Abstract

This article proposes a frequency-dependent transmission line model based on state-space techniques. To include the frequency effect associated with distributed parameters in the state matrices, the line frequency-dependent longitudinal parameters are fitted by a rational function and then introduced in lumped elements representation by an equivalent RL circuit; this procedure is known as vector fitting. Subsequently, the system of ordinary differential equations that represents the transients of currents and voltages on a three-phase transmission line is represented in state space. After the state equations are solved by numerical and analytic methods, the results are compared to a frequency-dependent lumped model implemented by the commercial software MICROTRAN (an electromagnetic transient program; Microtran Power Systems Analysis Corporation, Vancouver, Canada). Following this, the results obtained from the proposed lumped model are compared to results from a distributed-parameters model based on Fourier transform.
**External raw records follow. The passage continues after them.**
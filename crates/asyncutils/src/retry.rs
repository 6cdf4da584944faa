//! Bounded exponential-backoff retry.
//!
//! [`RetryPolicy::execute`] runs an async operation, and when it fails with an
//! error that [looks transient](RetryPolicy::is_retryable) it sleeps and tries
//! again, up to [`RetryOptions::max_retries`] additional attempts. Errors are
//! classified by name and message through [`Classify`], so the policy works
//! for any error type without knowing about it.
//!
//! The error from the final attempt is handed back untouched: callers inspect
//! the real cause, not a wrapper.

use crate::error::{ErrorKind, Result};
use serde::{Deserialize, Serialize};
use std::future::Future;
use std::time::Duration;
use tracing::instrument;

/// Name and message of an error, for retry classification.
pub trait Classify {
    /// Stable, machine-oriented name (e.g. `NetworkError`). Matched
    /// case-sensitively and exactly.
    fn name(&self) -> &str;
    /// Human-oriented message. Matched case-insensitively as a substring.
    fn message(&self) -> String;
}
impl<E> Classify for exn::Exn<E>
where
    E: Classify + std::error::Error + Send + Sync + 'static,
{
    fn name(&self) -> &str {
        (**self).name()
    }

    fn message(&self) -> String {
        (**self).message()
    }
}

fn default_matchers() -> Vec<String> {
    ["NetworkError", "TimeoutError", "network", "timeout", "Failed to fetch"].map(String::from).to_vec()
}

#[derive(Debug, Clone, PartialEq, Serialize, Deserialize)]
#[serde(default)]
pub struct RetryOptions {
    /// Additional attempts after the first one.
    pub max_retries: u32,
    pub initial_delay_ms: u64,
    pub max_delay_ms: u64,
    pub backoff_multiplier: f64,
    /// Scale every delay by a random factor in `[0.5, 1.0]`.
    pub jitter: bool,
    pub retryable_matchers: Vec<String>,
}
impl Default for RetryOptions {
    fn default() -> Self {
        Self {
            max_retries: 3,
            initial_delay_ms: 1000,
            max_delay_ms: 10_000,
            backoff_multiplier: 2.0,
            jitter: false,
            retryable_matchers: default_matchers(),
        }
    }
}
impl RetryOptions {
    pub fn initial_delay(&self) -> Duration {
        Duration::from_millis(self.initial_delay_ms)
    }

    pub fn max_delay(&self) -> Duration {
        Duration::from_millis(self.max_delay_ms)
    }

    pub fn validate(&self) -> Result<()> {
        if !(self.backoff_multiplier >= 1.0 && self.backoff_multiplier.is_finite()) {
            exn::bail!(ErrorKind::InvalidOptions(format!(
                "backoff multiplier must be a finite number >= 1.0, got {}",
                self.backoff_multiplier
            )));
        }
        if self.initial_delay_ms > self.max_delay_ms {
            exn::bail!(ErrorKind::InvalidOptions(format!(
                "initial delay ({}ms) exceeds max delay ({}ms)",
                self.initial_delay_ms, self.max_delay_ms
            )));
        }
        Ok(())
    }
}

/// Retry wrapper around fallible async operations.
///
/// # Examples
///
/// ```
/// use shelf_asyncutils::{Classify, RetryOptions, RetryPolicy};
///
/// #[derive(Debug)]
/// struct Flaky;
/// impl Classify for Flaky {
///     fn name(&self) -> &str { "NetworkError" }
///     fn message(&self) -> String { "connection reset".into() }
/// }
///
/// # #[tokio::main(flavor = "current_thread", start_paused = true)]
/// # async fn main() {
/// let policy = RetryPolicy::new(RetryOptions { initial_delay_ms: 500, ..Default::default() }).unwrap();
/// let mut attempts = 0;
/// let value = policy
///     .execute(|| {
///         attempts += 1;
///         let attempt = attempts;
///         async move { if attempt < 3 { Err(Flaky) } else { Ok(attempt) } }
///     })
///     .await
///     .unwrap();
/// assert_eq!(value, 3);
/// # }
/// ```
#[derive(Debug, Clone)]
pub struct RetryPolicy {
    options: RetryOptions,
    matchers_lower: Vec<String>,
}
impl Default for RetryPolicy {
    fn default() -> Self {
        Self::from_valid(RetryOptions::default())
    }
}
impl RetryPolicy {
    pub fn new(options: RetryOptions) -> Result<Self> {
        options.validate()?;
        Ok(Self::from_valid(options))
    }

    fn from_valid(options: RetryOptions) -> Self {
        let matchers_lower = options.retryable_matchers.iter().map(|m| m.to_lowercase()).collect();
        Self { options, matchers_lower }
    }

    pub fn options(&self) -> &RetryOptions {
        &self.options
    }

    /// Whether an error looks transient: its name equals one of the matchers,
    /// or its message contains one (ignoring case).
    pub fn is_retryable<E: Classify + ?Sized>(&self, err: &E) -> bool {
        let name = err.name();
        if self.options.retryable_matchers.iter().any(|m| m == name) {
            return true;
        }
        let message = err.message().to_lowercase();
        self.matchers_lower.iter().any(|m| !m.is_empty() && message.contains(m.as_str()))
    }

    /// Backoff before retry number `attempt_index + 1`, without jitter.
    pub fn delay_for(&self, attempt_index: u32) -> Duration {
        let max = self.options.max_delay();
        let exponent = i32::try_from(attempt_index).unwrap_or(i32::MAX);
        let secs = self.options.initial_delay().as_secs_f64() * self.options.backoff_multiplier.powi(exponent);
        Duration::try_from_secs_f64(secs).map_or(max, |delay| delay.min(max))
    }

    fn jittered(&self, delay: Duration) -> Duration {
        if self.options.jitter { delay.mul_f64(rand::random_range(0.5..=1.0)) } else { delay }
    }

    /// Run `op` until it succeeds, fails with a non-retryable error, or runs
    /// out of attempts. The last error is returned as-is.
    ///
    /// Backoff sleeps use [`tokio::time::sleep`], so they follow tokio's
    /// (possibly paused) clock rather than any injected [`Clock`](crate::Clock).
    #[instrument(level = "debug", skip_all, fields(max_retries = self.options.max_retries))]
    pub async fn execute<T, E, F, Fut>(&self, mut op: F) -> std::result::Result<T, E>
    where
        F: FnMut() -> Fut,
        Fut: Future<Output = std::result::Result<T, E>>,
        E: Classify,
    {
        let mut attempt_index = 0;
        loop {
            let err = match op().await {
                Ok(value) => return Ok(value),
                Err(err) => err,
            };
            if attempt_index >= self.options.max_retries || !self.is_retryable(&err) {
                return Err(err);
            }
            let delay = self.jittered(self.delay_for(attempt_index));
            tracing::warn!(
                attempt = attempt_index + 1,
                delay_ms = delay.as_millis() as u64,
                error = err.name(),
                message = %err.message(),
                "Operation failed with a retryable error; backing off"
            );
            tokio::time::sleep(delay).await;
            attempt_index += 1;
        }
    }
}

#[cfg(test)]
mod tests {
    use super::*;
    use derive_more::{Display, Error};
    use rstest::rstest;
    use std::cell::RefCell;
    use tokio::time::Instant;

    #[derive(Debug, Display, Error, Clone, PartialEq, Eq)]
    enum TestError {
        #[display("socket closed")]
        Network,
        #[display("request timed out")]
        Timeout,
        #[display("{_0}")]
        Message(#[error(not(source))] String),
        #[display("record is gone")]
        Gone,
    }
    impl Classify for TestError {
        fn name(&self) -> &str {
            match self {
                Self::Network => "NetworkError",
                Self::Timeout => "TimeoutError",
                Self::Message(_) => "Error",
                Self::Gone => "NotFound",
            }
        }

        fn message(&self) -> String {
            self.to_string()
        }
    }

    fn policy(initial_delay_ms: u64, max_retries: u32) -> RetryPolicy {
        RetryPolicy::new(RetryOptions { initial_delay_ms, max_retries, ..Default::default() }).unwrap()
    }

    #[rstest]
    #[case(TestError::Network, true)]
    #[case(TestError::Timeout, true)]
    #[case(TestError::Message("TypeError: Failed to fetch".into()), true)]
    #[case(TestError::Message("upstream NETWORK unreachable".into()), true)]
    #[case(TestError::Message("gateway Timeout".into()), true)]
    #[case(TestError::Message("bad request".into()), false)]
    #[case(TestError::Gone, false)]
    fn test_is_retryable(#[case] err: TestError, #[case] expected: bool) {
        assert_eq!(RetryPolicy::default().is_retryable(&err), expected);
    }

    #[test]
    fn test_name_match_is_case_sensitive() {
        let policy = RetryPolicy::new(RetryOptions {
            retryable_matchers: vec!["NotFound".into()],
            ..Default::default()
        })
        .unwrap();
        assert!(policy.is_retryable(&TestError::Gone));
        let lowercase = RetryPolicy::new(RetryOptions {
            retryable_matchers: vec!["notfound".into()],
            ..Default::default()
        })
        .unwrap();
        assert!(!lowercase.is_retryable(&TestError::Gone));
    }

    #[rstest]
    #[case(0, 500)]
    #[case(1, 1000)]
    #[case(2, 2000)]
    #[case(4, 8000)]
    #[case(5, 10_000)]
    #[case(60, 10_000)]
    fn test_delay_schedule(#[case] attempt: u32, #[case] expected_ms: u64) {
        assert_eq!(policy(500, 3).delay_for(attempt), Duration::from_millis(expected_ms));
    }

    #[rstest]
    #[case(RetryOptions { backoff_multiplier: 0.5, ..Default::default() })]
    #[case(RetryOptions { backoff_multiplier: f64::NAN, ..Default::default() })]
    #[case(RetryOptions { initial_delay_ms: 20_000, max_delay_ms: 10_000, ..Default::default() })]
    fn test_invalid_options(#[case] options: RetryOptions) {
        let err = RetryPolicy::new(options).unwrap_err();
        assert!(matches!(&*err, ErrorKind::InvalidOptions(_)));
    }

    #[tokio::test(start_paused = true)]
    async fn test_backoff_then_success() {
        let policy = policy(500, 2);
        let started = Instant::now();
        let attempts = RefCell::new(Vec::new());
        let result = policy
            .execute(|| {
                attempts.borrow_mut().push(started.elapsed());
                let attempt = attempts.borrow().len();
                async move { if attempt < 3 { Err(TestError::Network) } else { Ok("found") } }
            })
            .await;
        assert_eq!(result, Ok("found"));
        let attempts = attempts.into_inner();
        assert_eq!(attempts, [Duration::ZERO, Duration::from_millis(500), Duration::from_millis(1500)]);
    }

    #[tokio::test(start_paused = true)]
    async fn test_non_retryable_not_retried() {
        let calls = RefCell::new(0);
        let result: std::result::Result<(), _> = policy(500, 3)
            .execute(|| {
                *calls.borrow_mut() += 1;
                async { Err(TestError::Gone) }
            })
            .await;
        assert_eq!(result, Err(TestError::Gone));
        assert_eq!(calls.into_inner(), 1);
    }

    #[tokio::test(start_paused = true)]
    async fn test_exhaustion_returns_last_error() {
        let calls = RefCell::new(0);
        let result: std::result::Result<(), _> = policy(100, 2)
            .execute(|| {
                *calls.borrow_mut() += 1;
                let n = *calls.borrow();
                async move { Err(TestError::Message(format!("network attempt {n}"))) }
            })
            .await;
        assert_eq!(result, Err(TestError::Message("network attempt 3".into())));
        assert_eq!(calls.into_inner(), 3);
    }

    #[tokio::test(start_paused = true)]
    async fn test_exn_errors_classified_through_deref() {
        let calls = RefCell::new(0);
        let result: std::result::Result<(), exn::Exn<TestError>> = policy(10, 1)
            .execute(|| {
                *calls.borrow_mut() += 1;
                async { Err(exn::Exn::from(TestError::Timeout)) }
            })
            .await;
        assert_eq!(*result.unwrap_err(), TestError::Timeout);
        assert_eq!(calls.into_inner(), 2);
    }

    #[tokio::test(start_paused = true)]
    async fn test_jitter_stays_within_bounds() {
        let policy = RetryPolicy::new(RetryOptions {
            initial_delay_ms: 1000,
            max_retries: 1,
            jitter: true,
            ..Default::default()
        })
        .unwrap();
        let started = Instant::now();
        let _: std::result::Result<(), _> = policy.execute(|| async { Err(TestError::Network) }).await;
        let waited = started.elapsed();
        assert!(waited >= Duration::from_millis(500) && waited <= Duration::from_millis(1000), "{waited:?}");
    }
}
Some of the principal advantages for using the proposed state-space model instead of a distributed-parameters modeling are the easy modeling of several electromagnetic phenomena over transmission lines directly in the time domain without the use of inverse transforms and that a detailed description of the voltages and currents along the line can be described with good approximation. These attributes are not observed for models based on distributed parameters. All simulations are performed considering the switching operation of a 440-kV three-phase line, and by this procedure, it is possible to analyze the accuracy of the proposed line modeling.